Nascar Truex 2
Geoffrey Harris20 Nov 2017
NEWS

MOTORSPORT: Two NASCAR titles on the trot for Toyota

Japanese brand trumps Chevrolet and Ford again as ‘Commodore’ bows out of America’s huge stock car scene

Toyota couldn’t win in Formula 1 and hasn’t cracked it at the 24 Hours of Le Mans, but it’s got on top of NASCAR.

It took it almost a decade but today Toyota won its second straight manufacturer title in the top level of American stock car racing and it has its second champion driver in three years.

Kyle Busch, who races for the Toyota team of three-time Superbowl champion coach Joe Gibbs, did it first in 2015 and now Martin Truex Junior has done it for one of the sport’s smaller teams, Furniture Row Racing.

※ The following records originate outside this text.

use chrono::{DateTime, Utc};
use sea_orm::entity::prelude::*;
use serde::{Deserialize, Serialize};

/// A practice sheet stored in object storage by key.
#[derive(Clone, Debug, PartialEq, DeriveEntityModel, Serialize, Deserialize)]
#[sea_orm(table_name = "exercise_lists")]
pub struct Model {
    #[sea_orm(primary_key)]
    pub id: i64,
    #[sea_orm(unique)]
    pub public_id: Uuid,
    pub title: String,
    pub description: Option<String>,
    pub storage_key: String,
    pub topic_id: Option<i64>,
    pub is_active: bool,
    pub created_by: i64,
    pub created_at: DateTime<Utc>,
    pub updated_at: DateTime<Utc>,
}

#[derive(Copy, Clone, Debug, EnumIter, DeriveRelation)]
pub enum Relation {
    #[sea_orm(
        belongs_to = "super::topic::Entity",
        from = "Column::TopicId",
        to = "super::topic::Column::Id"
    )]
    Topic,
}

impl Related<super::topic::Entity> for Entity {
    fn to() -> RelationDef {
        Relation::Topic.def()
    }
}

impl ActiveModelBehavior for ActiveModel {}

impl Model {
    pub async fn find_by_public_id<C: ConnectionTrait>(
        db: &C,
        public_id: Uuid,
    ) -> Result<Option<Model>, DbErr> {
        Entity::find()
            .filter(Column::PublicId.eq(public_id))
            .one(db)
            .await
    }
}
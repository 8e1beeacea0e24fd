//! User listing route.

use axum::Json;
use axum::extract::{Query, State};
use axum::http::StatusCode;
use sea_orm::{ColumnTrait, Condition, EntityTrait, PaginatorTrait, QueryFilter, QueryOrder};
use serde::{Deserialize, Serialize};
use uuid::Uuid;

use db::models::user::{Column as UserColumn, Entity as UserEntity, Model as UserModel};

use crate::response::{ApiError, ApiResponse};
use crate::routes::common::PageReq;
use crate::state::AppState;

#[derive(Debug, Deserialize)]
pub struct UserFilterReq {
    pub page: Option<u64>,
    pub per_page: Option<u64>,
    /// Matches against username or email.
    pub query: Option<String>,
}

#[derive(Debug, Serialize)]
pub struct UserResponse {
    pub id: Uuid,
    pub username: String,
    pub email: String,
    pub admin: bool,
}

impl From<UserModel> for UserResponse {
    fn from(user: UserModel) -> Self {
        Self {
            id: user.public_id,
            username: user.username,
            email: user.email,
            admin: user.admin,
        }
    }
}

#[derive(Serialize)]
pub struct UserListResponse {
    pub users: Vec<UserResponse>,
    pub page: u64,
    pub per_page: u64,
    pub total: u64,
}

/// GET /api/users
///
/// Paginated listing of accounts. Admin only.
pub async fn list_users(
    State(state): State<AppState>,
    Query(req): Query<UserFilterReq>,
) -> Result<(StatusCode, Json<ApiResponse<UserListResponse>>), ApiError> {
    let (page, per_page) = PageReq {
        page: req.page,
        per_page: req.per_page,
    }
    .resolve();

    let mut query = UserEntity::find();
    if let Some(q) = req.query.as_deref() {
        let q = q.trim();
        if !q.is_empty() {
            query = query.filter(
                Condition::any()
                    .add(UserColumn::Username.contains(q))
                    .add(UserColumn::Email.contains(q)),
            );
        }
    }

    let paginator = query
        .order_by_asc(UserColumn::Id)
        .paginate(state.db(), per_page);
    let total = paginator
        .num_items()
        .await
        .map_err(services::error::ServiceError::from)?;
    let users = paginator
        .fetch_page(page.saturating_sub(1))
        .await
        .map_err(services::error::ServiceError::from)?;

    Ok((
        StatusCode::OK,
        Json(ApiResponse::success(
            UserListResponse {
                users: users.into_iter().map(Into::into).collect(),
                page,
                per_page,
                total,
            },
            "Users retrieved successfully",
        )),
    ))
}
use chrono::{DateTime, Utc};
use sea_orm::entity::prelude::*;
use serde::{Deserialize, Serialize};

/// A recorded lesson reachable at an external URL.
#[derive(Clone, Debug, PartialEq, DeriveEntityModel, Serialize, Deserialize)]
#[sea_orm(table_name = "video_lessons")]
pub struct Model {
    #[sea_orm(primary_key)]
    pub id: i64,
    #[sea_orm(unique)]
    pub public_id: Uuid,
    pub title: String,
    pub description: Option<String>,
    pub url: String,
    pub topic_id: Option<i64>,
    pub is_active: bool,
    pub created_by: i64,
    pub created_at: DateTime<Utc>,
    pub updated_at: DateTime<Utc>,
}

#[derive(Copy, Clone, Debug, EnumIter, DeriveRelation)]
pub enum Relation {
    #[sea_orm(
        belongs_to = "super::topic::Entity",
        from = "Column::TopicId",
        to = "super::topic::Column::Id"
    )]
    Topic,
}

impl Related<super::topic::Entity> for Entity {
    fn to() -> RelationDef {
        Relation::Topic.def()
    }
}

impl ActiveModelBehavior for ActiveModel {}

impl Model {
    pub async fn find_by_public_id<C: ConnectionTrait>(
        db: &C,
        public_id: Uuid,
    ) -> Result<Option<Model>, DbErr> {
        Entity::find()
            .filter(Column::PublicId.eq(public_id))
            .one(db)
            .await
    }
}
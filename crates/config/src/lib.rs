//! Layered configuration for a docprint run.
//!
//! Sources are merged with [figment], later sources overriding earlier ones:
//!
//! 1. built-in defaults ([`Config::default`]),
//! 2. `config.toml` in the platform configuration directory,
//! 3. `docprint.toml` in the working directory, or the file passed explicitly,
//! 4. `DOCPRINT_`-prefixed environment variables, with `__` separating
//!    nested keys (`DOCPRINT_TEMPLATES__COVER=cover.html`).
//!
//! Version labels are taken verbatim from the environment:
//! `DOCPRINT_CURRENT_VERSION=1.0` and `DOCPRINT_VERSIONS=2.0,1.10`.

pub mod error;

use crate::error::{ErrorKind, Result};
use directories::ProjectDirs;
use exn::ResultExt;
use figment::Figment;
use figment::providers::{Env, Format, Json, Serialized, Toml, Yaml};
use regex::Regex;
use serde::{Deserialize, Deserializer, Serialize};
use std::path::{Path, PathBuf};
use tracing::instrument;

/// Name of the configuration file looked up in the working directory.
pub const LOCAL_FILE: &str = "docprint.toml";
/// Prefix of environment variable overrides.
pub const ENV_PREFIX: &str = "DOCPRINT_";
/// Keys read as plain text rather than parsed by the environment provider.
const VERBATIM_ENV_KEYS: [&str; 2] = ["current_version", "versions"];
/// Footer pattern matching the running footer of the builtin page template.
pub const DEFAULT_FOOTER_PATTERN: &str = r"Printed from \S*";

#[derive(Debug, Clone, PartialEq, Serialize, Deserialize)]
#[serde(default)]
pub struct Config {
    /// Shown on cover pages; its slug names the output directory and the
    /// per-version aggregate PDF.
    pub project_name: String,
    /// Public origin of the documentation site, e.g. `https://docs.example.com`.
    pub site_url: String,
    /// Path prefix the site is served under, e.g. `/docs/`.
    pub base_url: String,
    pub build_root: PathBuf,
    /// JSON array of document records.
    pub catalog: PathBuf,
    /// Default sidebar, used for every version without a versioned sidebar.
    pub sidebars: PathBuf,
    /// Directory holding `version-<v>-sidebars.json` files.
    pub versioned_sidebars: Option<PathBuf>,
    #[serde(deserialize_with = "version_list")]
    pub versions: Vec<String>,
    /// Defaults to the first entry of `versions`.
    #[serde(deserialize_with = "optional_version")]
    pub current_version: Option<String>,
    /// Document ids (or id fragments) excluded from printing: they get no
    /// PDF of their own and are left out of guides.
    pub ignore_docs: Vec<String>,
    /// Regular expression matching the running footer of printed pages.
    /// Without one every document is treated as a single page.
    pub footer_pattern: Option<String>,
    pub templates: TemplateOverrides,
    pub styles: StyleOverrides,
    /// Chrome/Chromium executable; discovered from `PATH` when unset.
    pub chrome: Option<PathBuf>,
    /// Keep processing remaining jobs after one fails.
    pub continue_on_error: bool,
}
impl Default for Config {
    fn default() -> Self {
        Self {
            project_name: "Documentation".to_string(),
            site_url: String::new(),
            base_url: "/".to_string(),
            build_root: PathBuf::from("build"),
            catalog: PathBuf::from("catalog.json"),
            sidebars: PathBuf::from("sidebars.json"),
            versioned_sidebars: Some(PathBuf::from("versioned_sidebars")),
            versions: Vec::new(),
            current_version: None,
            ignore_docs: Vec::new(),
            footer_pattern: Some(DEFAULT_FOOTER_PATTERN.to_string()),
            templates: TemplateOverrides::default(),
            styles: StyleOverrides::default(),
            chrome: None,
            continue_on_error: false,
        }
    }
}

/// Replacements for the builtin page templates.
#[derive(Debug, Clone, Default, PartialEq, Serialize, Deserialize)]
#[serde(default)]
pub struct TemplateOverrides {
    pub cover: Option<PathBuf>,
    pub page: Option<PathBuf>,
}

/// Stylesheets appended after the builtin ones.
#[derive(Debug, Clone, Default, PartialEq, Serialize, Deserialize)]
#[serde(default)]
pub struct StyleOverrides {
    pub content: Vec<PathBuf>,
    pub cover: Vec<PathBuf>,
}

impl Config {
    /// Loads and validates the configuration, reading `path` instead of the
    /// default file locations when given.
    #[instrument(skip_all, fields(path = ?path))]
    pub fn load(path: Option<&Path>) -> Result<Self> {
        let mut figment = Figment::from(Serialized::defaults(Config::default()));
        match path {
            Some(path) => {
                if !path.is_file() {
                    exn::bail!(ErrorKind::NotFound(path.to_path_buf()));
                }
                figment = figment.merge(file_provider(path)?);
            },
            None => {
                for candidate in default_locations() {
                    if candidate.is_file() {
                        tracing::debug!(path = %candidate.display(), "Merging configuration file");
                        figment = figment.merge(file_provider(&candidate)?);
                    }
                }
            },
        }
        figment = figment.merge(Env::prefixed(ENV_PREFIX).split("__").ignore(&VERBATIM_ENV_KEYS));
        if let Some(current) = Env::var(&format!("{ENV_PREFIX}CURRENT_VERSION")) {
            figment = figment.merge(Serialized::default("current_version", current));
        }
        if let Some(list) = Env::var(&format!("{ENV_PREFIX}VERSIONS")) {
            let versions: Vec<&str> = list.split(',').map(str::trim).filter(|v| !v.is_empty()).collect();
            figment = figment.merge(Serialized::default("versions", versions));
        }
        let config: Config = figment.extract().or_raise(|| ErrorKind::Invalid)?;
        config.validate()?;
        Ok(config)
    }

    /// Checks the invariants a run depends on.
    pub fn validate(&self) -> Result<()> {
        if self.versions.is_empty() {
            exn::bail!(ErrorKind::NoVersions);
        }
        if let Some(current) = &self.current_version
            && !self.versions.contains(current)
        {
            exn::bail!(ErrorKind::UnknownCurrentVersion(current.clone()));
        }
        if let Some(pattern) = &self.footer_pattern {
            Regex::new(pattern).or_raise(|| ErrorKind::FooterPattern(pattern.clone()))?;
        }
        Ok(())
    }

    /// The compiled footer pattern, if one is configured.
    pub fn footer_regex(&self) -> Result<Option<Regex>> {
        self.footer_pattern
            .as_deref()
            .map(|pattern| Regex::new(pattern).or_raise(|| ErrorKind::FooterPattern(pattern.to_string())))
            .transpose()
    }
}

/// A version label as written in a configuration file. Unquoted labels
/// (`versions = [2, 1.5]`) arrive as numbers; quote them to keep trailing
/// zeros.
#[derive(Deserialize)]
#[serde(untagged)]
enum VersionLabel {
    Text(String),
    Integer(i64),
    Float(f64),
}
impl From<VersionLabel> for String {
    fn from(label: VersionLabel) -> Self {
        match label {
            VersionLabel::Text(text) => text,
            VersionLabel::Integer(number) => number.to_string(),
            VersionLabel::Float(number) => number.to_string(),
        }
    }
}

fn version_list<'de, D: Deserializer<'de>>(deserializer: D) -> std::result::Result<Vec<String>, D::Error> {
    let labels = Vec::<VersionLabel>::deserialize(deserializer)?;
    Ok(labels.into_iter().map(String::from).collect())
}

fn optional_version<'de, D: Deserializer<'de>>(deserializer: D) -> std::result::Result<Option<String>, D::Error> {
    Ok(Option::<VersionLabel>::deserialize(deserializer)?.map(String::from))
}

/// Lowest priority first.
fn default_locations() -> Vec<PathBuf> {
    let mut locations = Vec::with_capacity(2);
    if let Some(dirs) = ProjectDirs::from("", "", "docprint") {
        locations.push(dirs.config_dir().join("config.toml"));
    }
    locations.push(PathBuf::from(LOCAL_FILE));
    locations
}

fn file_provider(path: &Path) -> Result<Figment> {
    let extension = path.extension().and_then(|e| e.to_str()).map(str::to_ascii_lowercase);
    let provider = match extension.as_deref() {
        Some("toml") => Figment::from(Toml::file(path)),
        Some("yaml" | "yml") => Figment::from(Yaml::file(path)),
        Some("json") => Figment::from(Json::file(path)),
        _ => exn::bail!(ErrorKind::UnsupportedFormat(path.to_path_buf())),
    };
    Ok(provider)
}

#[cfg(test)]
mod tests {
    use super::*;
    use figment::Jail;
    use rstest::rstest;

    fn config(versions: &[&str], current: Option<&str>) -> Config {
        Config {
            versions: versions.iter().map(|v| v.to_string()).collect(),
            current_version: current.map(str::to_string),
            ..Config::default()
        }
    }

    #[rstest]
    #[case(&["2.0", "1.0"], None, true)]
    #[case(&["2.0", "1.0"], Some("1.0"), true)]
    #[case(&["2.0", "1.0"], Some("3.0"), false)]
    #[case(&[], None, false)]
    fn validates_versions(#[case] versions: &[&str], #[case] current: Option<&str>, #[case] valid: bool) {
        assert_eq!(config(versions, current).validate().is_ok(), valid);
    }

    #[test]
    fn invalid_footer_pattern_is_rejected() {
        let config = Config { footer_pattern: Some("(unclosed".into()), ..config(&["1.0"], None) };
        let err = config.validate().unwrap_err();
        assert!(matches!(&*err, ErrorKind::FooterPattern(_)));
    }

    #[test]
    fn default_footer_matches_builtin_footer() {
        let regex = config(&["1.0"], None).footer_regex().unwrap().unwrap();
        assert!(regex.is_match("Printed from https://docs.example.com"));
    }

    #[test]
    fn local_file_then_environment() {
        Jail::expect_with(|jail| {
            jail.create_file(
                LOCAL_FILE,
                r#"
                project_name = "Acme"
                site_url = "https://docs.acme.test"
                versions = ["2.0", "1.0"]
                ignore_docs = ["changelog"]

                [templates]
                cover = "cover.html"
                "#,
            )?;
            jail.set_env("DOCPRINT_CURRENT_VERSION", "1.0");
            jail.set_env("DOCPRINT_TEMPLATES__PAGE", "page.html");

            let config = Config::load(None).unwrap();
            assert_eq!(config.project_name, "Acme");
            assert_eq!(config.current_version.as_deref(), Some("1.0"));
            assert_eq!(config.ignore_docs, vec!["changelog".to_string()]);
            assert_eq!(config.templates.cover, Some(PathBuf::from("cover.html")));
            assert_eq!(config.templates.page, Some(PathBuf::from("page.html")));
            assert_eq!(config.base_url, "/");
            Ok(())
        });
    }

    #[test]
    fn environment_versions_are_taken_verbatim() {
        Jail::expect_with(|jail| {
            jail.create_file(LOCAL_FILE, "versions = [\"0.9\"]")?;
            jail.set_env("DOCPRINT_VERSIONS", "3.0, 2.10,");
            jail.set_env("DOCPRINT_CURRENT_VERSION", "2.10");

            let config = Config::load(None).unwrap();
            assert_eq!(config.versions, vec!["3.0".to_string(), "2.10".to_string()]);
            assert_eq!(config.current_version.as_deref(), Some("2.10"));
            Ok(())
        });
    }

    #[test]
    fn unquoted_versions_in_files_are_accepted() {
        Jail::expect_with(|jail| {
            jail.create_file(LOCAL_FILE, "versions = [2, 1.5]\ncurrent_version = 2")?;
            let config = Config::load(None).unwrap();
            assert_eq!(config.versions, vec!["2".to_string(), "1.5".to_string()]);
            assert_eq!(config.current_version.as_deref(), Some("2"));
            Ok(())
        });
    }

    #[test]
    fn explicit_file_must_exist() {
        let dir = tempfile::tempdir().unwrap();
        let err = Config::load(Some(&dir.path().join("missing.toml"))).unwrap_err();
        assert!(matches!(&*err, ErrorKind::NotFound(_)));
    }

    #[test]
    fn explicit_yaml_file() {
        let dir = tempfile::tempdir().unwrap();
        let path = dir.path().join("docprint.yaml");
        std::fs::write(&path, "project_name: Acme\nversions: ['1.0']\ncontinue_on_error: true\n").unwrap();
        let config = Config::load(Some(&path)).unwrap();
        assert!(config.continue_on_error);
        assert_eq!(config.versions, vec!["1.0".to_string()]);
    }

    #[test]
    fn unsupported_extension_is_rejected() {
        let dir = tempfile::tempdir().unwrap();
        let path = dir.path().join("docprint.ini");
        std::fs::write(&path, "").unwrap();
        let err = Config::load(Some(&path)).unwrap_err();
        assert!(matches!(&*err, ErrorKind::UnsupportedFormat(_)));
    }
}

Busch finished second to Truex, 0.681 seconds behind, in the 36th and last race of the Monster Cup at Homestead-Miami Speedway in Florida.

Nascar Busch

The two Ford-mounted contenders for the title in America’s biggest race series, Kevin Harvick driving for Stewart-Haas Racing and Brad Keselowski for Team Penske, finished fourth and seventh in the finale.

Toyota won 16 races for the season, Ford and Chevrolet, traditionally the dominant manufacturer in NASCAR, 10 each.

Truex, 37, had eight wins for the year – seven of them on 1.5-mile (2.4km) speedways, or what are called in stock car racing “intermediate” oval tracks.

Truex won two championships in NASCAR’s second-tier series in the middle of last decade but wondered, when he joined Furniture Row in 2014, whether he was going to make it in the top league after modest stints with Earnhardt Ganassi Racing and Michael Waltrip Racing.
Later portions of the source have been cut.